I’m looking at taking on a new developer for my small business. I would like to grant them access to the site to see what plugins are there, what configuration there is etc but *without the ability to change anything*.
I would like them to see the current setup, to enable them to analyse and quote for work, but as we don’t have a contract in place yet, or have agreed a price, I do not want to give them the ability to change anything. I trust them enough to give them access to see everything that’s running (small security risk, I know), and do trust them but would rather not give full admin access before getting a contract and agreeing terms etc. I’d be happy with them seeing pretty much everything, I just feel that seeing what is running would enable us both to go into an agreement with eyes open.
Thanks for any advice.
[ad_2]
Development is their job, they’re not going to do anything to ruin their own business by sabotaging your website.
Just give developers full access, so they can do their job. If you trust them, what’s the issue? If you don’t trust them, then perhaps you shouldn’t be using them as a developer…
Depends why you want to do this. If you want to prevent the site from getting screwed up, make a full site backup first or set up a staging site that is a copy of the main site where you don’t have to worry about them screwing anything up.
Another option is to take screenshots of your list of plugins and versions, your theme and version, WP version. Or do a screenshare with them where you control the mouse and they tell you what they want to look at.
It is possible to create custom user roles with custom capabilities, but it may require custom coding and may not give you the level of fine grained access control you would need to achieve this. WordPress’s user roles and capabilities system is pretty underdeveloped compared to other CMS’s.
You can create a Staging site that is a clone but wholly independent of your production site.
Then give them the keys to the Staging Kingdom.
Else, there are ways to create custom roles via dev or plugins such as PublishPress.
My 2 cents: go the staging route. Nothing more frustrating than not having access to key parts of the site. If I was limited, my estimate would include that fact and that the actual cost could be more once I was give full access.
Also, have the dev work on the Staging site. Do not push data up. Production is the source of data truth.
just share screen or maybe use remote access using TeamViewer or any other software you’re comfortable with.
An analogy. Would you take your car to a garage and then refuse to give the garage your keys or even unlock the car for them?
An analogy. Would you take your car to a garage and then refuse to give the garage your keys or even unlock the car for them?
There are plugins and other tools that allow you to export a “status log” of your WordPress instance with all of the live details like server/PHP version, configuration, plugins, theme, etc.
I would recommend sending that.
They don’t need logins because a “back end” view without a look at the code is almost useless (unless every single option and customization has been click-configured).
I also wouldn’t recommend providing them access to the server because files in the WP root directory contain secrets (db credentials which can allow them to escalate permissions to admin)
If you’ve had a conversation with the developer, thoroughly explained the situation, and they still can’t provide an estimate, that’s a red flag to me.

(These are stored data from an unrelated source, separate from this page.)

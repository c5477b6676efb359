//! Bookable rooms with availability and category-specific pricing

use serde::{Deserialize, Serialize};

/// Meeting-room booking package
#[derive(Serialize, Deserialize, Clone, Copy, Debug, PartialEq, Eq)]
#[serde(rename_all = "snake_case")]
pub enum MeetingPackage {
    Hourly,
    HalfDay,
    FullDay,
}

/// How a meeting room is billed
#[derive(Serialize, Deserialize, Clone, Debug, PartialEq, Eq)]
#[serde(rename_all = "snake_case")]
pub enum PricingType {
    PerHour,
    HalfDay,
    FullDay,
    #[serde(other)]
    Session,
}

/// Room category, decoded once from the backend's flat fields
#[derive(Clone, Debug, PartialEq)]
pub enum RoomCategory {
    HotelRoom {
        price_per_person: f64,
    },
    MeetingRoom {
        pricing_type: PricingType,
        hourly_rate: Option<f64>,
        half_day_rate: Option<f64>,
        full_day_rate: Option<f64>,
    },
}

impl RoomCategory {
    pub fn is_meeting_room(&self) -> bool {
        matches!(self, RoomCategory::MeetingRoom { .. })
    }

    /// Price shown for this room; `package` only matters for meeting rooms
    pub fn price_for(&self, package: Option<MeetingPackage>) -> f64 {
        match self {
            RoomCategory::HotelRoom { price_per_person } => *price_per_person,
            RoomCategory::MeetingRoom {
                hourly_rate,
                half_day_rate,
                full_day_rate,
                ..
            } => {
                let chosen = match package {
                    Some(MeetingPackage::Hourly) => *hourly_rate,
                    Some(MeetingPackage::HalfDay) => *half_day_rate,
                    Some(MeetingPackage::FullDay) => *full_day_rate,
                    None => None,
                };
                chosen
                    .or(*hourly_rate)
                    .or(*half_day_rate)
                    .or(*full_day_rate)
                    .unwrap_or(0.0)
            }
        }
    }

    pub fn price_label(&self) -> &'static str {
        match self {
            RoomCategory::HotelRoom { .. } => "/room",
            RoomCategory::MeetingRoom { pricing_type, .. } => match pricing_type {
                PricingType::PerHour => "/hour",
                PricingType::HalfDay => "/half-day",
                PricingType::FullDay => "/full-day",
                PricingType::Session => "/session",
            },
        }
    }
}

/// Wire shape of `GET /hotels/{id}/rooms-with-status` entries
#[derive(Deserialize, Clone, Debug)]
struct RoomRecord {
    id: i64,
    room_number: String,
    floor: i32,
    #[serde(default)]
    type_name: String,
    #[serde(default)]
    max_capacity: u32,
    #[serde(default)]
    room_category: Option<String>,
    #[serde(default)]
    pricing_type: Option<PricingType>,
    #[serde(default)]
    price_per_person: Option<f64>,
    #[serde(default)]
    hourly_rate: Option<f64>,
    #[serde(default)]
    half_day_rate: Option<f64>,
    #[serde(default)]
    full_day_rate: Option<f64>,
    #[serde(default)]
    is_available: bool,
    #[serde(default)]
    is_booked: bool,
}

/// A room that can be picked in the booking grid
#[derive(Deserialize, Clone, Debug, PartialEq)]
#[serde(from = "RoomRecord")]
pub struct BookableRoom {
    pub id: i64,
    pub room_number: String,
    pub floor: i32,
    pub type_name: String,
    pub max_capacity: u32,
    pub category: RoomCategory,
    pub is_available: bool,
    pub is_booked: bool,
}

impl From<RoomRecord> for BookableRoom {
    fn from(record: RoomRecord) -> Self {
        let category = match record.room_category.as_deref() {
            Some("meeting_room") => RoomCategory::MeetingRoom {
                pricing_type: record.pricing_type.unwrap_or(PricingType::Session),
                hourly_rate: record.hourly_rate,
                half_day_rate: record.half_day_rate,
                full_day_rate: record.full_day_rate,
            },
            // Rooms without a category predate meeting rooms
            _ => RoomCategory::HotelRoom {
                price_per_person: record.price_per_person.unwrap_or(0.0),
            },
        };

        Self {
            id: record.id,
            room_number: record.room_number,
            floor: record.floor,
            type_name: record.type_name,
            max_capacity: record.max_capacity,
            category,
            is_available: record.is_available,
            is_booked: record.is_booked,
        }
    }
}

impl BookableRoom {
    /// A room can be selected only when free and not already booked
    pub fn is_selectable(&self) -> bool {
        self.is_available && !self.is_booked
    }
}

/// `GET /hotels/{id}/rooms-with-status`
#[derive(Deserialize, Clone, Debug, Default)]
pub struct RoomsWithStatusResponse {
    #[serde(default)]
    pub rooms: Vec<BookableRoom>,
}

#[cfg(test)]
mod tests {
    use super::*;

    #[test]
    fn test_hotel_room_category() {
        let room: BookableRoom = serde_json::from_value(serde_json::json!({
            "id": 1,
            "room_number": "101",
            "floor": 1,
            "type_name": "Deluxe",
            "max_capacity": 2,
            "room_category": "hotel_room",
            "price_per_person": 750000.0,
            "is_available": true,
            "is_booked": false
        }))
        .unwrap();

        assert!(!room.category.is_meeting_room());
        assert_eq!(room.category.price_for(Some(MeetingPackage::FullDay)), 750000.0);
        assert_eq!(room.category.price_label(), "/room");
        assert!(room.is_selectable());
    }

    #[test]
    fn test_missing_category_defaults_to_hotel_room() {
        let room: BookableRoom = serde_json::from_value(serde_json::json!({
            "id": 2,
            "room_number": "102",
            "floor": 1,
            "is_available": true,
            "is_booked": true
        }))
        .unwrap();

        assert_eq!(room.category, RoomCategory::HotelRoom { price_per_person: 0.0 });
        assert!(!room.is_selectable());
    }

    #[test]
    fn test_meeting_room_package_pricing() {
        let room: BookableRoom = serde_json::from_value(serde_json::json!({
            "id": 3,
            "room_number": "M1",
            "floor": 3,
            "room_category": "meeting_room",
            "pricing_type": "half_day",
            "hourly_rate": null,
            "half_day_rate": 1200000.0,
            "full_day_rate": 2000000.0,
            "is_available": true
        }))
        .unwrap();

        assert!(room.category.is_meeting_room());
        assert_eq!(room.category.price_label(), "/half-day");
        assert_eq!(room.category.price_for(Some(MeetingPackage::FullDay)), 2000000.0);
        // No hourly rate: falls through to the next available one
        assert_eq!(room.category.price_for(Some(MeetingPackage::Hourly)), 1200000.0);
        assert_eq!(room.category.price_for(None), 1200000.0);
    }

    #[test]
    fn test_unknown_pricing_type_is_session() {
        let pricing: PricingType = serde_json::from_str("\"per_event\"").unwrap();
        assert_eq!(pricing, PricingType::Session);
    }
}
//! Form controls

use dioxus::prelude::*;

/// Props for the Select component
#[derive(Props, Clone, PartialEq)]
pub struct SelectProps {
    /// Select label
    pub label: String,
    /// Current selected value
    pub value: String,
    /// Available options (value, label)
    pub options: Vec<(String, String)>,
    #[props(default = false)]
    pub disabled: bool,
    /// Callback when value changes
    pub onchange: EventHandler<String>,
}

/// Labelled select dropdown
#[component]
pub fn Select(props: SelectProps) -> Element {
    rsx! {
        label { class: "flex flex-col text-sm font-medium text-gray-700",
            "{props.label}"
            select {
                class: "mt-1 rounded-md border border-gray-300 px-3 py-2 text-sm",
                value: "{props.value}",
                disabled: props.disabled,
                onchange: move |evt| props.onchange.call(evt.value()),
                for (value, label) in props.options.iter() {
                    option { value: "{value}", selected: *value == props.value, "{label}" }
                }
            }
        }
    }
}

/// Props for the TextInput component
#[derive(Props, Clone, PartialEq)]
pub struct TextInputProps {
    pub label: String,
    pub value: String,
    /// HTML input type (text, number, email)
    #[props(default = "text".to_string())]
    pub input_type: String,
    #[props(default)]
    pub placeholder: String,
    #[props(default = false)]
    pub required: bool,
    pub oninput: EventHandler<String>,
}

/// Labelled single-line input
#[component]
pub fn TextInput(props: TextInputProps) -> Element {
    rsx! {
        label { class: "flex flex-col text-sm font-medium text-gray-700",
            "{props.label}"
            input {
                r#type: "{props.input_type}",
                class: "mt-1 rounded-md border border-gray-300 px-3 py-2 text-sm",
                placeholder: "{props.placeholder}",
                required: props.required,
                value: "{props.value}",
                oninput: move |evt| props.oninput.call(evt.value())
            }
        }
    }
}

/// Props for the TextArea component
#[derive(Props, Clone, PartialEq)]
pub struct TextAreaProps {
    pub label: String,
    pub value: String,
    #[props(default = 3)]
    pub rows: u32,
    #[props(default)]
    pub placeholder: String,
    pub oninput: EventHandler<String>,
}

#[component]
pub fn TextArea(props: TextAreaProps) -> Element {
    rsx! {
        label { class: "flex flex-col text-sm font-medium text-gray-700",
            "{props.label}"
            textarea {
                class: "mt-1 rounded-md border border-gray-300 px-3 py-2 text-sm",
                rows: "{props.rows}",
                placeholder: "{props.placeholder}",
                value: "{props.value}",
                oninput: move |evt| props.oninput.call(evt.value())
            }
        }
    }
}

/// Props for the Checkbox component
#[derive(Props, Clone, PartialEq)]
pub struct CheckboxProps {
    pub label: String,
    pub checked: bool,
    /// Callback when checked state changes
    pub onchange: EventHandler<bool>,
}

#[component]
pub fn Checkbox(props: CheckboxProps) -> Element {
    rsx! {
        label { class: "flex items-center gap-2 text-sm text-gray-700",
            input {
                r#type: "checkbox",
                class: "h-4 w-4",
                checked: props.checked,
                onchange: move |evt| props.onchange.call(evt.checked())
            }
            span { "{props.label}" }
        }
    }
}

/// Props for the Button component
#[derive(Props, Clone, PartialEq)]
pub struct ButtonProps {
    /// Button text
    pub children: Element,
    /// Button variant (primary, secondary, danger, success)
    #[props(default = "primary".to_string())]
    pub variant: String,
    /// Whether the button is disabled
    #[props(default = false)]
    pub disabled: bool,
    /// Click handler
    #[props(default = EventHandler::default())]
    pub onclick: EventHandler<MouseEvent>,
}

/// Tailwind classes for a button variant
pub fn button_class(variant: &str) -> &'static str {
    match variant {
        "secondary" => "bg-gray-200 text-gray-800 hover:bg-gray-300",
        "danger" => "bg-red-600 text-white hover:bg-red-700",
        "success" => "bg-green-600 text-white hover:bg-green-700",
        _ => "bg-blue-600 text-white hover:bg-blue-700",
    }
}

/// Button component with variants
#[component]
pub fn Button(props: ButtonProps) -> Element {
    let variant_class = button_class(&props.variant);
    let disabled = props.disabled;

    rsx! {
        button {
            r#type: "button",
            class: "px-4 py-2 rounded-md text-sm font-medium disabled:opacity-50 disabled:cursor-not-allowed {variant_class}",
            disabled,
            onclick: move |evt| {
                if !disabled {
                    props.onclick.call(evt)
                }
            },
            {props.children}
        }
    }
}
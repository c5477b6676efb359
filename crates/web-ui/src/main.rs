use buatevent_web::App;

fn main() {
    dioxus::logger::initialize_default();
    tracing::info!(api = %buatevent_web::services::ApiConfig::from_env().base_url(), "starting BuatEvent web");
    dioxus::launch(App);
}
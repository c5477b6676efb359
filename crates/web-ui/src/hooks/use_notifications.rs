//! Transient page notifications

use dioxus::prelude::*;
use std::collections::VecDeque;

use crate::models::UiError;

/// Maximum number of notifications to keep in history
const MAX_NOTIFICATION_HISTORY: usize = 10;

#[derive(Clone, Copy, Debug, PartialEq, Eq)]
pub enum NotificationKind {
    Success,
    Error,
    Info,
}

impl NotificationKind {
    /// Toast type understood by the `Toast` component
    pub fn toast_type(&self) -> &'static str {
        match self {
            NotificationKind::Success => "success",
            NotificationKind::Error => "error",
            NotificationKind::Info => "info",
        }
    }
}

#[derive(Clone, Debug, PartialEq)]
pub struct Notification {
    pub id: uuid::Uuid,
    pub kind: NotificationKind,
    pub message: String,
    pub timestamp: chrono::DateTime<chrono::Utc>,
    pub dismissed: bool,
}

/// Bounded notification history, oldest first
#[derive(Clone, Debug, Default, PartialEq)]
pub struct NotificationQueue {
    items: VecDeque<Notification>,
}

impl NotificationQueue {
    pub fn push(&mut self, kind: NotificationKind, message: impl Into<String>) -> uuid::Uuid {
        let notification = Notification {
            id: uuid::Uuid::new_v4(),
            kind,
            message: message.into(),
            timestamp: chrono::Utc::now(),
            dismissed: false,
        };
        let id = notification.id;
        self.items.push_back(notification);

        while self.items.len() > MAX_NOTIFICATION_HISTORY {
            self.items.pop_front();
        }
        id
    }

    pub fn dismiss(&mut self, id: uuid::Uuid) {
        if let Some(notification) = self.items.iter_mut().find(|n| n.id == id) {
            notification.dismissed = true;
        }
    }

    pub fn active(&self) -> Vec<Notification> {
        self.items.iter().filter(|n| !n.dismissed).cloned().collect()
    }

    pub fn clear(&mut self) {
        self.items.clear();
    }
}

/// Notification state owned by one page
#[derive(Clone, Copy, PartialEq)]
pub struct Notifications {
    queue: Signal<NotificationQueue>,
}

impl Notifications {
    pub fn error(&mut self, error: &UiError) {
        tracing::warn!(code = error.error_code(), "{error}");
        self.queue
            .write()
            .push(NotificationKind::Error, error.user_message());
    }

    pub fn success(&mut self, message: impl Into<String>) {
        self.queue.write().push(NotificationKind::Success, message);
    }

    pub fn info(&mut self, message: impl Into<String>) {
        self.queue.write().push(NotificationKind::Info, message);
    }

    pub fn dismiss(&mut self, id: uuid::Uuid) {
        self.queue.write().dismiss(id);
    }

    pub fn clear(&mut self) {
        self.queue.write().clear();
    }

    pub fn active(&self) -> Vec<Notification> {
        self.queue.read().active()
    }
}

pub fn use_notifications() -> Notifications {
    let queue = use_signal(NotificationQueue::default);
    Notifications { queue }
}

#[cfg(test)]
mod tests {
    use super::*;

    #[test]
    fn test_history_is_bounded() {
        let mut queue = NotificationQueue::default();
        for i in 0..15 {
            queue.push(NotificationKind::Info, format!("message {i}"));
        }
        let active = queue.active();
        assert_eq!(active.len(), MAX_NOTIFICATION_HISTORY);
        assert_eq!(active[0].message, "message 5");
    }

    #[test]
    fn test_dismiss_hides_notification() {
        let mut queue = NotificationQueue::default();
        let first = queue.push(NotificationKind::Error, "Could not reach the server");
        queue.push(NotificationKind::Success, "Saved");

        queue.dismiss(first);
        let active = queue.active();
        assert_eq!(active.len(), 1);
        assert_eq!(active[0].kind, NotificationKind::Success);
        assert_eq!(active[0].kind.toast_type(), "success");
    }
}
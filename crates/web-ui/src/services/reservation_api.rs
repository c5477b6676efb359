//! Guest reservation lookups

use crate::models::{Reservation, ReservationResponse, ReservationsResponse, UiError, UiResult};
use crate::services::api_client::ApiClient;
use crate::services::config::endpoints;

#[derive(Clone, PartialEq)]
pub struct ReservationApi {
    client: ApiClient,
}

impl ReservationApi {
    pub fn new(client: ApiClient) -> Self {
        Self { client }
    }

    /// Bookings of the logged-in user
    pub async fn my_bookings(&self) -> UiResult<Vec<Reservation>> {
        let response: ReservationsResponse = self.client.get_json(endpoints::MY_BOOKINGS).await?;
        Ok(response.reservations)
    }

    /// One reservation by its public booking reference
    pub async fn reservation(&self, reservation_id: &str) -> UiResult<Reservation> {
        let response: ReservationResponse = self
            .client
            .get_public_json(&endpoints::reservation(reservation_id))
            .await?;
        response
            .reservation
            .ok_or_else(|| UiError::api_with_status("Reservation not found", 404))
    }
}

#[cfg(test)]
mod tests {
    use super::*;
    use crate::services::api_client::testing::admin_client;
    use serde_json::json;

    #[tokio::test]
    async fn test_my_bookings_sends_token() {
        let (client, transport) = admin_client();
        transport.respond(
            200,
            json!({ "reservations": [{
                "id": 1,
                "reservation_id": "RSV-1",
                "check_in": "2025-05-01",
                "check_out": "2025-05-02",
                "status": "PENDING"
            }]}),
        );

        let bookings = ReservationApi::new(client).my_bookings().await.unwrap();
        assert_eq!(bookings.len(), 1);
        let sent = &transport.sent()[0];
        assert_eq!(sent.url, "http://localhost:8080/api/v1/reservations/user/my-bookings");
        assert!(sent.headers.get("Authorization").is_some());
    }

    #[tokio::test]
    async fn test_reservation_without_body_is_not_found() {
        let (client, transport) = admin_client();
        transport.respond(200, json!({}));

        let err = ReservationApi::new(client)
            .reservation("RSV-404")
            .await
            .unwrap_err();
        assert!(err.user_message().contains("Reservation not found"));
        assert_eq!(
            transport.sent()[0].url,
            "http://localhost:8080/api/v1/reservations/RSV-404"
        );
        assert!(transport.sent()[0].headers.get("Authorization").is_none());
    }
}
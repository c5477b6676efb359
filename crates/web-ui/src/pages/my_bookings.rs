//! The logged-in guest's reservations

use dioxus::prelude::*;

use crate::app::Route;
use crate::components::{EmptyState, ErrorMessage, Spinner};
use crate::hooks::{use_require_login, use_session};
use crate::models::{BookingFilter, Reservation, filter_bookings, format_long_date};
use crate::services::ReservationApi;
use crate::utils::format_rupiah;

#[component]
pub fn MyBookingsPage() -> Element {
    if use_require_login().is_none() {
        return rsx! { Spinner { message: Some("Checking access...".to_string()) } };
    }

    rsx! { BookingsView {} }
}

#[component]
fn BookingsView() -> Element {
    let context = use_session();
    let mut filter = use_signal(BookingFilter::default);
    let today = use_hook(|| chrono::Local::now().date_naive());

    let bookings = use_resource(move || {
        let api = ReservationApi::new(context.client());
        async move { api.my_bookings().await }
    });

    let content = match &*bookings.read() {
        None => rsx! { Spinner { message: Some("Loading your bookings...".to_string()) } },
        Some(Err(e)) => rsx! { ErrorMessage { message: e.user_message() } },
        Some(Ok(list)) => {
            let shown: Vec<Reservation> = filter_bookings(list, filter(), today)
                .into_iter()
                .cloned()
                .collect();
            let total = list.len();

            rsx! {
                div { class: "flex flex-wrap gap-2 rounded-lg bg-white p-4 shadow",
                    for option in BookingFilter::ALL {
                        FilterTab {
                            filter: option,
                            active: filter() == option,
                            count: (option == BookingFilter::All).then_some(total),
                            onselect: move |selected| filter.set(selected),
                        }
                    }
                }
                if shown.is_empty() {
                    EmptyState { message: filter().empty_message() }
                    Link {
                        to: Route::HotelsPage {},
                        class: "text-blue-600 hover:text-blue-700",
                        "Browse Hotels"
                    }
                } else {
                    div { class: "space-y-4",
                        for reservation in shown {
                            BookingCard { key: "{reservation.id}", reservation }
                        }
                    }
                }
            }
        }
    };

    rsx! {
        div { class: "space-y-6",
            div {
                h1 { class: "text-2xl font-bold text-gray-900", "My Bookings" }
                p { class: "text-gray-600", "Manage and track your hotel reservations" }
            }
            {content}
        }
    }
}

#[component]
fn FilterTab(
    filter: BookingFilter,
    active: bool,
    count: Option<usize>,
    onselect: EventHandler<BookingFilter>,
) -> Element {
    let class = if active {
        "bg-blue-600 text-white"
    } else {
        "bg-gray-100 text-gray-700 hover:bg-gray-200"
    };
    let label = match count {
        Some(count) => format!("{} ({count})", filter.label()),
        None => filter.label().to_string(),
    };

    rsx! {
        button {
            class: "px-4 py-2 rounded-md text-sm font-medium {class}",
            onclick: move |_| onselect.call(filter),
            "{label}"
        }
    }
}

#[component]
fn BookingCard(reservation: Reservation) -> Element {
    let hotel = reservation.hotel.clone().unwrap_or_default();
    let rating = format!("{:.1}", hotel.rating);
    let check_in = format_long_date(&reservation.check_in);
    let check_out = format_long_date(&reservation.check_out);
    let total = format_rupiah(reservation.total_price);
    let badge = reservation.status.badge_class();
    let package = reservation.package_name().to_string();
    let detail = Route::ReservationDetailPage {
        id: reservation.reservation_id.clone(),
    };

    rsx! {
        div { class: "rounded-lg bg-white p-6 shadow",
            div { class: "flex flex-col gap-4 lg:flex-row lg:justify-between",
                div { class: "flex-1 space-y-2",
                    div { class: "flex items-start justify-between",
                        div {
                            h3 { class: "text-xl font-bold text-gray-900", "{hotel.name}" }
                            p { class: "text-sm text-gray-600", "{hotel.city} • ★ {rating}" }
                        }
                        span { class: "rounded-full px-3 py-1 text-sm font-semibold {badge}", "{reservation.status}" }
                    }
                    p { class: "text-sm font-medium text-gray-700", "{package}" }
                    div { class: "grid grid-cols-1 gap-4 text-sm md:grid-cols-3",
                        div {
                            p { class: "text-xs text-gray-500", "Check-in" }
                            p { class: "font-medium", "{check_in}" }
                        }
                        div {
                            p { class: "text-xs text-gray-500", "Check-out" }
                            p { class: "font-medium", "{check_out}" }
                        }
                        div {
                            p { class: "text-xs text-gray-500", "Guests" }
                            p { class: "font-medium", "{reservation.guest_count} people" }
                        }
                    }
                }
                div { class: "lg:text-right",
                    p { class: "text-sm text-gray-600", "Total Amount" }
                    p { class: "text-2xl font-bold text-blue-600", "{total}" }
                    p { class: "mt-1 text-xs text-gray-500", "Booking ID: {reservation.reservation_id}" }
                }
            }
            div { class: "mt-4 border-t pt-4",
                Link { to: detail, class: "text-blue-600 hover:text-blue-700 font-medium", "View Details" }
            }
        }
    }
}
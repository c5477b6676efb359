//! Custom hooks module

pub mod use_layout_editor;
pub mod use_notifications;
pub mod use_session;

pub use use_layout_editor::*;
pub use use_notifications::*;
pub use use_session::*;
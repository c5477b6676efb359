//! Floor-plan layout API

use crate::models::{
    FloorLayoutResponse, HotelRoomsResponse, LayoutUpdate, LayoutUpdateRequest,
    LayoutUpdateResponse, RoomTile, RoomType, RoomTypesResponse, UiResult, derive_floors,
};
use crate::services::api_client::ApiClient;
use crate::services::config::endpoints;

/// Layout endpoints for one hotel
#[derive(Clone, PartialEq)]
pub struct LayoutApi {
    client: ApiClient,
    hotel_id: i64,
}

impl LayoutApi {
    pub fn new(client: ApiClient, hotel_id: i64) -> Self {
        Self { client, hotel_id }
    }

    pub fn hotel_id(&self) -> i64 {
        self.hotel_id
    }

    /// Sorted distinct floors that have at least one room
    pub async fn floors(&self) -> UiResult<Vec<i32>> {
        let response: HotelRoomsResponse = self
            .client
            .get_json(&endpoints::hotel_rooms(self.hotel_id))
            .await?;
        Ok(derive_floors(&response.rooms))
    }

    pub async fn room_types(&self) -> UiResult<Vec<RoomType>> {
        let response: RoomTypesResponse = self
            .client
            .get_json(&endpoints::hotel_room_types(self.hotel_id))
            .await?;
        Ok(response.room_types)
    }

    /// Tiles on `floor`, optionally limited to one room type
    pub async fn floor_rooms(&self, floor: i32, room_type_id: Option<i64>) -> UiResult<Vec<RoomTile>> {
        let response: FloorLayoutResponse = self
            .client
            .get_json(&endpoints::floor_layout(self.hotel_id, floor, room_type_id))
            .await?;
        Ok(response.rooms)
    }

    /// Push a batch of tile geometries; returns how many rooms were updated
    pub async fn update_layout(&self, updates: Vec<LayoutUpdate>) -> UiResult<u32> {
        let request = LayoutUpdateRequest { updates };
        let response: LayoutUpdateResponse = self
            .client
            .put_json(&endpoints::layout(self.hotel_id), &request)
            .await?;
        Ok(response.updated_count)
    }

    /// Drop every custom position for the hotel
    pub async fn reset_layout(&self) -> UiResult<()> {
        self.client
            .delete(&endpoints::layout_reset(self.hotel_id))
            .await
    }
}

#[cfg(test)]
mod tests {
    use super::*;
    use crate::services::api_client::testing::admin_client;
    use crate::services::transport::HttpMethod;

    #[tokio::test]
    async fn test_floors_are_derived_from_hotel_rooms() {
        let (client, transport) = admin_client();
        transport.respond(
            200,
            serde_json::json!({ "rooms": [
                { "id": 1, "room_number": "301", "floor": 3 },
                { "id": 2, "room_number": "101", "floor": 1 },
                { "id": 3, "room_number": "302", "floor": 3 }
            ]}),
        );

        let api = LayoutApi::new(client, 4);
        assert_eq!(api.floors().await.unwrap(), vec![1, 3]);
        assert_eq!(
            transport.sent()[0].url,
            "http://localhost:8080/api/v1/hotels/4/rooms"
        );
    }

    #[tokio::test]
    async fn test_update_layout_request() {
        let (client, transport) = admin_client();
        transport.respond(200, serde_json::json!({ "updated_count": 1 }));

        let api = LayoutApi::new(client, 4);
        let count = api
            .update_layout(vec![LayoutUpdate {
                room_id: 9,
                layout_x: Some(60),
                layout_y: Some(80),
                layout_width: 100,
                layout_height: 70,
            }])
            .await
            .unwrap();
        assert_eq!(count, 1);

        let sent = &transport.sent()[0];
        assert_eq!(sent.method, HttpMethod::Put);
        assert_eq!(sent.url, "http://localhost:8080/api/v1/hotels/4/layout");
        let body: serde_json::Value = serde_json::from_str(sent.body.as_deref().unwrap()).unwrap();
        assert_eq!(body["updates"][0]["room_id"], 9);
        assert_eq!(body["updates"][0]["layout_x"], 60);
    }

    #[tokio::test]
    async fn test_reset_layout_request() {
        let (client, transport) = admin_client();
        transport.respond(200, serde_json::json!({ "message": "reset" }));

        LayoutApi::new(client, 4).reset_layout().await.unwrap();
        let sent = &transport.sent()[0];
        assert_eq!(sent.method, HttpMethod::Delete);
        assert_eq!(sent.url, "http://localhost:8080/api/v1/hotels/4/layout/reset");
    }
}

If the problem is so complicated that they need to triage the problem to see how deep the problem is, you need to understand that you’re likely going to end up in an “open estimate” or “hourly work” type agreement.
The safest method is also one of the most complicated for non-technical users, but is absolutely the safest. As another user said, provide a backup of the site that’s fully sanitized. To do this, you’d need to be familiar enough with the way WordPress works (be a developer yourself) to pull a full backup (files, db), stage it, sanitize it, and then package it. You’d sanitize it by removing all plugins, files, data (customers, orders, API keys, things in the db records) you don’t want them to see or have access to (wp-config.php, .htaccess, php.ini, etc). Additionally, you could stage the backup, create a new admin/password, delete all other users and reassign the content to the new admin, and package the staging db back up.
“BackWPup” is a good free backup plugin that allows you to create a “backup job” where you can remove database tables, files, plugins, themes, from your backups. But you need to ensure wp-core and functionality essential db tables are still included. The passwords in the database are hashed, but if you’re not changing users in the backup, I would change all elevated user account passwords on the live site or ensure you have 2fa enabled on the site for aims.
If after all of that you feel you can’t or don’t want to do the items listed above, you’re going to have to lean in on faith and really make sure this dev is someone you know and trust. I’ve seen jilted developers do things they should be ashamed of after having lost bids or not getting what they want during the process. Most times it was a sole developer who had no business, reputation, or stake to lose (remote, independent contractor, etc). You never know what someone is capable of, and trusting someone implicitly when we have the technology to not have to, is tough for me.
My best recommendation is to find a good (local if possible) agency partner who you can build a relationship with and have them help maintain your site.
1. Take a backup, 2) install Simple History plugin, 3) give them admin acccess.
Without admin access, we devs, can’t estimate, can’t see theme files, can’t see all posts, pages etc..
view only access to admin area to see list of plugins means nothing… if that is the only reason, you can list out plugins and their versions to them. I am sure there will be more they would like to look into.
Edit: to clarify I also mean give them staging access.